Clinical and functional consequences of anti-properdin autoantibodies in
patients with lupus nephritis
Abstract
Properdin is the only one positive regulator of the complement system.
In this study, we characterize the prevalence, functional consequences
and disease associations of autoantibodies against properdin in a cohort
of patients with autoimmune disease systemic lupus erythematosus (SLE),
suffering from lupus nephritis (LN). We detected autoantibodies against
properdin in plasma of 22.5% of the LN patients (16/71) by ELISA. The
binding of these autoantibodies to properdin was dose-dependent and was
validated by surface plasmon resonance. Higher levels of anti-properdin
were related to high levels of anti-dsDNA and ANA and to low
concentrations of C3 and C4 in patients and also with histological signs
of LN activity and chronicity. The high negative predictive value (NPV)
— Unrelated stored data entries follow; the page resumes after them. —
//! Editor page state: source text, language, output and the run guard.

use std::time::{Duration, Instant};

use ratatui::{
    style::{Modifier, Style},
    widgets::{Block, Borders},
};
use tui_textarea::TextArea;
use unicode_width::UnicodeWidthStr;

use super::theme::Theme;
use crate::execution::{ExecuteRequest, ExecuteResponse, ExecutionError};
use crate::languages::{self, LanguageOption, LANGUAGE_OPTIONS};

pub const DEFAULT_SPLIT_PERCENT: u16 = 50;
pub const MIN_EDITOR_PERCENT: u16 = 35;
pub const MIN_OUTPUT_PERCENT: u16 = 25;
const SPLIT_STEP: u16 = 5;

const SPINNER: [char; 8] = ['⠋', '⠙', '⠹', '⠸', '⠼', '⠴', '⠦', '⠧'];
const DEFAULT_STATUS: &str = "Ctrl+R run | Ctrl+L language | Ctrl+T theme | F1 help";

/// Which part of the page receives key input
#[derive(Debug, Clone, Copy, PartialEq, Eq)]
pub enum Focus {
    Editor,
    LanguagePicker,
}

/// Application state for the editor page
pub struct App {
    /// Source text being edited
    pub editor: TextArea<'static>,
    /// Currently selected language option
    pub language: LanguageOption,
    /// Output of the last successful run, one entry per line
    pub output: Vec<String>,
    /// True only while a run is in flight
    pub loading: bool,
    pub theme: Theme,
    pub focus: Focus,
    /// Highlighted row in the language picker
    pub picker_index: usize,
    /// Width of the editor pane in percent
    pub split_percent: u16,
    pub output_scroll: u16,
    /// Columns available to output text at the last draw; 0 until known
    pub output_width: u16,
    pub show_help: bool,
    pub status_message: String,
    pub spinner_tick: usize,
    /// Timestamp of last Ctrl+C press for double Ctrl+C detection
    pub last_ctrl_c_time: Option<Instant>,
}

impl App {
    /// Start on `language` with its starter snippet.
    pub fn new(language: LanguageOption, theme: Theme) -> Self {
        Self::with_source(language, theme, language.snippet())
    }

    /// Start on `language` with caller-provided source text.
    pub fn with_source(language: LanguageOption, theme: Theme, source: &str) -> Self {
        let mut app = Self {
            editor: TextArea::default(),
            language,
            output: Vec::new(),
            loading: false,
            theme,
            focus: Focus::Editor,
            picker_index: languages::index_of(&language),
            split_percent: DEFAULT_SPLIT_PERCENT,
            output_scroll: 0,
            output_width: 0,
            show_help: false,
            status_message: DEFAULT_STATUS.to_string(),
            spinner_tick: 0,
            last_ctrl_c_time: None,
        };
        app.set_source(source);
        app
    }

    /// Current editor contents joined with `\n`.
    pub fn source_text(&self) -> String {
        self.editor.lines().join("\n")
    }

    fn set_source(&mut self, text: &str) {
        self.editor = TextArea::new(text.split('\n').map(str::to_string).collect());
        self.style_editor();
    }

    fn style_editor(&mut self) {
        let palette = self.theme.palette();
        self.editor.set_style(Style::default().fg(palette.text).bg(palette.background));
        self.editor.set_cursor_line_style(Style::default().bg(palette.cursor_line));
        self.editor.set_line_number_style(Style::default().fg(palette.line_number));
        self.editor.set_block(
            Block::default()
                .borders(Borders::ALL)
                .border_style(Style::default().fg(palette.border))
                .title(format!(" {} {} ", self.language.language, self.language.version))
                .title_style(Style::default().fg(palette.title).add_modifier(Modifier::BOLD)),
        );
    }

    /// Switch language and replace the source with its snippet. Unsaved edits are discarded.
    pub fn select_language(&mut self, option: LanguageOption) {
        self.language = option;
        self.picker_index = languages::index_of(&option);
        self.set_source(option.snippet());
        tracing::debug!(language = option.language, version = option.version, "language selected");
    }

    /// Whether the Run control is available.
    pub fn can_run(&self) -> bool {
        !self.loading
    }

    /// Mark a run as in flight and build its request; `None` while another run is pending.
    pub fn begin_run(&mut self) -> Option<ExecuteRequest> {
        if self.loading {
            return None;
        }
        self.loading = true;
        self.spinner_tick = 0;
        Some(ExecuteRequest::new(&self.language, self.source_text()))
    }

    /// Settle the in-flight run. Output is replaced on success and left untouched on failure.
    pub fn finish_run(&mut self, result: Result<ExecuteResponse, ExecutionError>) {
        self.loading = false;
        match result {
            Ok(response) => {
                self.output = response.output_lines();
                self.output_scroll = 0;
            }
            Err(err) => {
                tracing::error!(error = %err, "run failed, keeping previous output");
            }
        }
    }

    pub fn toggle_theme(&mut self) {
        self.theme = self.theme.toggled();
        self.style_editor();
    }

    pub fn widen_editor(&mut self) {
        self.split_percent = (self.split_percent + SPLIT_STEP).min(100 - MIN_OUTPUT_PERCENT);
    }

    pub fn narrow_editor(&mut self) {
        self.split_percent = self
            .split_percent
            .saturating_sub(SPLIT_STEP)
            .max(MIN_EDITOR_PERCENT);
    }

    // ----- Language picker -----
    pub fn open_picker(&mut self) {
        self.picker_index = languages::index_of(&self.language);
        self.focus = Focus::LanguagePicker;
    }

    pub fn close_picker(&mut self) {
        self.focus = Focus::Editor;
    }

    pub fn picker_up(&mut self) {
        self.picker_index = self.picker_index.saturating_sub(1);
    }

    pub fn picker_down(&mut self) {
        if self.picker_index + 1 < LANGUAGE_OPTIONS.len() {
            self.picker_index += 1;
        }
    }

    pub fn confirm_picker(&mut self) {
        if let Some(option) = LANGUAGE_OPTIONS.get(self.picker_index).copied() {
            self.select_language(option);
        }
        self.focus = Focus::Editor;
    }

    // ----- Output panel -----
    pub fn scroll_output_up(&mut self) {
        self.output_scroll = self.output_scroll.saturating_sub(1);
    }

    pub fn scroll_output_down(&mut self) {
        if self.output_scroll < self.max_output_scroll() {
            self.output_scroll += 1;
        }
    }

    /// Record the output pane's text width, pulling the scroll offset back if it now overshoots.
    pub fn set_output_width(&mut self, width: u16) {
        self.output_width = width;
        self.output_scroll = self.output_scroll.min(self.max_output_scroll());
    }

    /// Rows the output occupies once long lines wrap at `output_width`.
    fn output_rows(&self) -> usize {
        let width = usize::from(self.output_width);
        if width == 0 {
            return self.output.len();
        }
        self.output
            .iter()
            .map(|line| line.width().div_ceil(width).max(1))
            .sum()
    }

    /// Largest scroll offset that still shows the last row; saturates at `u16::MAX`.
    pub fn max_output_scroll(&self) -> u16 {
        u16::try_from(self.output_rows().saturating_sub(1)).unwrap_or(u16::MAX)
    }

    pub fn toggle_help(&mut self) {
        self.show_help = !self.show_help;
    }

    /// Advance the loading spinner.
    pub fn tick(&mut self) {
        if self.loading {
            self.spinner_tick = self.spinner_tick.wrapping_add(1);
        }
    }

    pub fn spinner_frame(&self) -> char {
        SPINNER[(self.spinner_tick / 4) % SPINNER.len()]
    }

    /// Handle Ctrl+C press and detect double press for quit
    /// Returns true if should quit (double Ctrl+C), false otherwise
    pub fn handle_ctrl_c(&mut self) -> bool {
        const DOUBLE_CTRL_C_TIMEOUT: Duration = Duration::from_millis(500);

        let now = Instant::now();

        if let Some(last_time) = self.last_ctrl_c_time {
            if now.duration_since(last_time) <= DOUBLE_CTRL_C_TIMEOUT {
                self.last_ctrl_c_time = None;
                return true;
            }
        }

        self.status_message = "Press Ctrl+C again to quit".to_string();
        self.last_ctrl_c_time = Some(now);
        false
    }

    /// Restore the default hint once the Ctrl+C window has passed.
    pub fn refresh_status(&mut self) {
        if let Some(last) = self.last_ctrl_c_time {
            if last.elapsed() > Duration::from_millis(500) {
                self.last_ctrl_c_time = None;
                self.status_message = DEFAULT_STATUS.to_string();
            }
        }
    }
}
of anti-properdin and anti-dsDNA combination suggested that patients who
are both negative for anti-properdin and anti-dsDNA will not have severe
nephritis. IgG from anti- properdin positive patients’ plasma increased
the C3b deposition on late apoptotic cells by flow cytometry.
Nevertheless, these IgGs did not modify substantially the binding of
properdin to C3b, the C3 convertase C3bBb and the pro-convertase C3bB,
evaluated by surface plasmon resonance. In conclusion, anti- properdin
autoantibodies exist in LN patients. They have weak but relevant
functional consequences, which could have pathological significance.